Personal life
- Born: 1 October 1926 Baku, Azerbaijan SSR, Soviet Union (modern day Azerbaijan)
- Died: 22 February 2013 (aged 86) Mecca, Saudi Arabia
- Relatives: Khamenei family (in-laws)

Religious life
- Religion: Shia Islam

Senior posting
- Teacher: Muhammad Husayn Tabataba'i Hossein Borujerdi Ruhollah Khomeini

= Azizollah Khoshvaght =

Iranian Ayatollah (1926–2013)

Azizollah Khoshvaght (عزیزالله خوشوقت; 1 October 1926 – 22 February 2013), also known as Ayatollah Khoshvaqt, was a contemporary philosopher, mystic, theologian, and faqih. He was a student of Muhammad Husayn Tabatabai, Hossein Borujerdi and Ruhollah Khomeini.
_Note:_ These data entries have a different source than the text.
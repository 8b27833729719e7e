//! Counting permit pool.
//!
//! A thin layer over [`tokio::sync::Semaphore`] with explicit `wait` /
//! `signal` operations: a permit taken by `wait` is not tied to a guard and
//! must be handed back with `signal`, possibly from another task.

use tokio::sync::Semaphore as Permits;

#[derive(Debug)]
pub struct Semaphore {
    permits: Permits,
    capacity: usize,
}

impl Semaphore {
    /// Create a pool holding `capacity` permits.
    pub fn new(capacity: usize) -> Self {
        Self {
            permits: Permits::new(capacity),
            capacity,
        }
    }

    /// Suspend until a permit is available and take it.
    ///
    /// Cancel-safe: dropping the future before it completes takes nothing.
    pub async fn wait(&self) {
        // The pool is never closed, so acquisition only returns once a permit is ours.
        if let Ok(permit) = self.permits.acquire().await {
            permit.forget();
        }
    }

    /// Return one permit to the pool.
    pub fn signal(&self) {
        debug_assert!(
            self.permits.available_permits() < self.capacity,
            "semaphore signalled more often than waited"
        );
        self.permits.add_permits(1);
    }

    pub fn capacity(&self) -> usize {
        self.capacity
    }

    pub fn available(&self) -> usize {
        self.permits.available_permits()
    }
}
//! Destination addressing.

use std::fmt;
use std::net::{IpAddr, SocketAddr};
use std::str::FromStr;

use serde::{Deserialize, Serialize};

/// Transport network of a flow.
#[derive(Debug, Clone, Copy, PartialEq, Eq, Hash, Deserialize, Serialize)]
#[serde(rename_all = "lowercase")]
pub enum Network {
    Tcp,
    Udp,
}

impl fmt::Display for Network {
    fn fmt(&self, f: &mut fmt::Formatter<'_>) -> fmt::Result {
        match self {
            Network::Tcp => write!(f, "tcp"),
            Network::Udp => write!(f, "udp"),
        }
    }
}

/// Host part of a destination.
#[derive(Debug, Clone, PartialEq, Eq, Hash)]
pub enum Address {
    Ip(IpAddr),
    Domain(String),
}

impl Address {
    /// Parse an IP literal, falling back to a domain name. Empty input yields `None`.
    pub fn parse(s: &str) -> Option<Self> {
        let s = s.trim();
        if s.is_empty() {
            return None;
        }
        let unbracketed = s.trim_start_matches('[').trim_end_matches(']');
        match IpAddr::from_str(unbracketed) {
            Ok(ip) => Some(Address::Ip(ip)),
            Err(_) => Some(Address::Domain(s.to_string())),
        }
    }

    pub fn is_ip(&self) -> bool {
        matches!(self, Address::Ip(_))
    }
}

impl From<IpAddr> for Address {
    fn from(ip: IpAddr) -> Self {
        Address::Ip(ip)
    }
}

impl fmt::Display for Address {
    fn fmt(&self, f: &mut fmt::Formatter<'_>) -> fmt::Result {
        match self {
            Address::Ip(IpAddr::V6(ip)) => write!(f, "[{}]", ip),
            Address::Ip(ip) => write!(f, "{}", ip),
            Address::Domain(domain) => write!(f, "{}", domain),
        }
    }
}

/// Network, host and port of one dispatched flow.
#[derive(Debug, Clone, PartialEq, Eq, Hash)]
pub struct Destination {
    pub network: Network,
    pub address: Address,
    pub port: u16,
}

impl Destination {
    pub fn tcp(address: Address, port: u16) -> Self {
        Self {
            network: Network::Tcp,
            address,
            port,
        }
    }

    /// Valid when it names a real port.
    pub fn is_valid(&self) -> bool {
        self.port != 0
    }

    /// `host:port` form accepted by `TcpStream::connect`.
    pub fn authority(&self) -> String {
        format!("{}:{}", self.address, self.port)
    }

    pub fn socket_addr(&self) -> Option<SocketAddr> {
        match self.address {
            Address::Ip(ip) => Some(SocketAddr::new(ip, self.port)),
            Address::Domain(_) => None,
        }
    }
}

impl From<SocketAddr> for Destination {
    fn from(addr: SocketAddr) -> Self {
        Destination::tcp(Address::Ip(addr.ip()), addr.port())
    }
}

impl fmt::Display for Destination {
    fn fmt(&self, f: &mut fmt::Formatter<'_>) -> fmt::Result {
        write!(f, "{}:{}", self.network, self.authority())
    }
}
//! Concurrency and data-relay core for proxy inbound handlers.
//!
//! # Layers
//! ```text
//!  inbound::door ──▶ relay ──▶ task (parallel / sequential / continuations)
//!        │             │  └──▶ signal (idle-activity timer)
//!        │             └─────▶ buf (copy loops) ──▶ pipe
//!        └──▶ routing::Dispatcher ──▶ Link { pipe reader, pipe writer }
//! ```
//! Cross-cutting: `config`, `observability`, `lifecycle`, `error`.

// Core
pub mod buf;
pub mod pipe;
pub mod relay;
pub mod signal;
pub mod task;

// Flow plumbing
pub mod inbound;
pub mod net;
pub mod policy;
pub mod routing;

// Cross-cutting concerns
pub mod config;
pub mod error;
pub mod lifecycle;
pub mod observability;

pub use config::RelayConfig;
pub use error::{Error, Result};
pub use inbound::Door;
pub use lifecycle::Shutdown;
pub use relay::relay;
pub use routing::{DirectDispatcher, Dispatcher, Link};
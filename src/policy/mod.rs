//! Per-level connection policies.
//!
//! # Responsibilities
//! - Name the timeout of every connection phase
//! - Size relay buffers
//! - Resolve a user level to its policy
//!
//! # Phases
//! ```text
//! Handshake → ConnectionIdle → UplinkOnly | DownlinkOnly → Closed
//! ```

use std::collections::HashMap;
use std::time::Duration;

use crate::config::PolicyConfig;

/// Timeouts applied across the phases of one connection.
#[derive(Debug, Clone, Copy, PartialEq, Eq)]
pub struct Timeouts {
    /// Bound on a protocol handshake.
    pub handshake: Duration,
    /// Silence tolerated while both directions are open.
    pub connection_idle: Duration,
    /// Silence tolerated once the response side is done.
    pub uplink_only: Duration,
    /// Silence tolerated once the request side is done.
    pub downlink_only: Duration,
}

impl Default for Timeouts {
    fn default() -> Self {
        Self {
            handshake: Duration::from_secs(4),
            connection_idle: Duration::from_secs(300),
            uplink_only: Duration::from_secs(1),
            downlink_only: Duration::from_secs(1),
        }
    }
}

#[derive(Debug, Clone, Copy, PartialEq, Eq)]
pub struct BufferPolicy {
    /// Bytes buffered per direction before writers wait.
    pub per_connection: usize,
}

impl BufferPolicy {
    /// Size of one read from a client stream.
    pub fn chunk_size(&self) -> usize {
        self.per_connection.clamp(1, 16 * 1024)
    }
}

impl Default for BufferPolicy {
    fn default() -> Self {
        Self {
            per_connection: 512 * 1024,
        }
    }
}

/// Everything a relay needs to know about its user level.
#[derive(Debug, Clone, Copy, Default, PartialEq, Eq)]
pub struct SessionPolicy {
    pub timeouts: Timeouts,
    pub buffer: BufferPolicy,
}

/// Resolves a user level to its session policy.
pub trait PolicyProvider: Send + Sync {
    fn for_level(&self, level: u32) -> SessionPolicy;
}

/// Policies loaded from configuration; unknown levels get the defaults.
#[derive(Debug, Clone, Default)]
pub struct LevelPolicies {
    levels: HashMap<u32, SessionPolicy>,
}

impl LevelPolicies {
    pub fn from_config(config: &PolicyConfig) -> Self {
        let levels = config
            .levels
            .iter()
            .map(|level| {
                let policy = SessionPolicy {
                    timeouts: Timeouts {
                        handshake: Duration::from_secs(level.handshake_secs),
                        connection_idle: Duration::from_secs(level.connection_idle_secs),
                        uplink_only: Duration::from_secs(level.uplink_only_secs),
                        downlink_only: Duration::from_secs(level.downlink_only_secs),
                    },
                    buffer: BufferPolicy {
                        per_connection: level.buffer_size,
                    },
                };
                (level.level, policy)
            })
            .collect();
        Self { levels }
    }

    pub fn insert(&mut self, level: u32, policy: SessionPolicy) {
        self.levels.insert(level, policy);
    }
}

impl PolicyProvider for LevelPolicies {
    fn for_level(&self, level: u32) -> SessionPolicy {
        self.levels.get(&level).copied().unwrap_or_default()
    }
}
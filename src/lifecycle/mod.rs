//! Lifecycle management subsystem.
//!
//! # Data Flow
//! ```text
//! Shutdown (shutdown.rs):
//!     Signal received → Cancel root token → Stop accepting → Drain relays → Exit
//!
//! Signals (signals.rs):
//!     SIGTERM/SIGINT → Trigger graceful shutdown
//! ```
//!
//! # Design Decisions
//! - Every relay token derives from the shutdown token, so one cancel reaches all
//! - Shutdown has timeout: forced exit after deadline

pub mod shutdown;
pub mod signals;

pub use shutdown::Shutdown;
pub use signals::shutdown_signal;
He was the second child of his family family, went to seminary after passing high-school, and went to Qom after educating for five years in Lorzadeh mosque in Tehran.

Khoshvaght returned to Tehran after the end of his seminary education, and got married at the age of 33; he has 2 sons and 4 daughters. One of his daughters married Mostafa Khamenei. His parents were from Zanjan. Khoshvaqt was a prominent scholar, Faqih and a teacher of ethics.

Khoshvaght who was also well known as Aziz Khoshvaght, was also the Imam Jama'a of Imam Hassan-Mojtaba mosque in Tehran.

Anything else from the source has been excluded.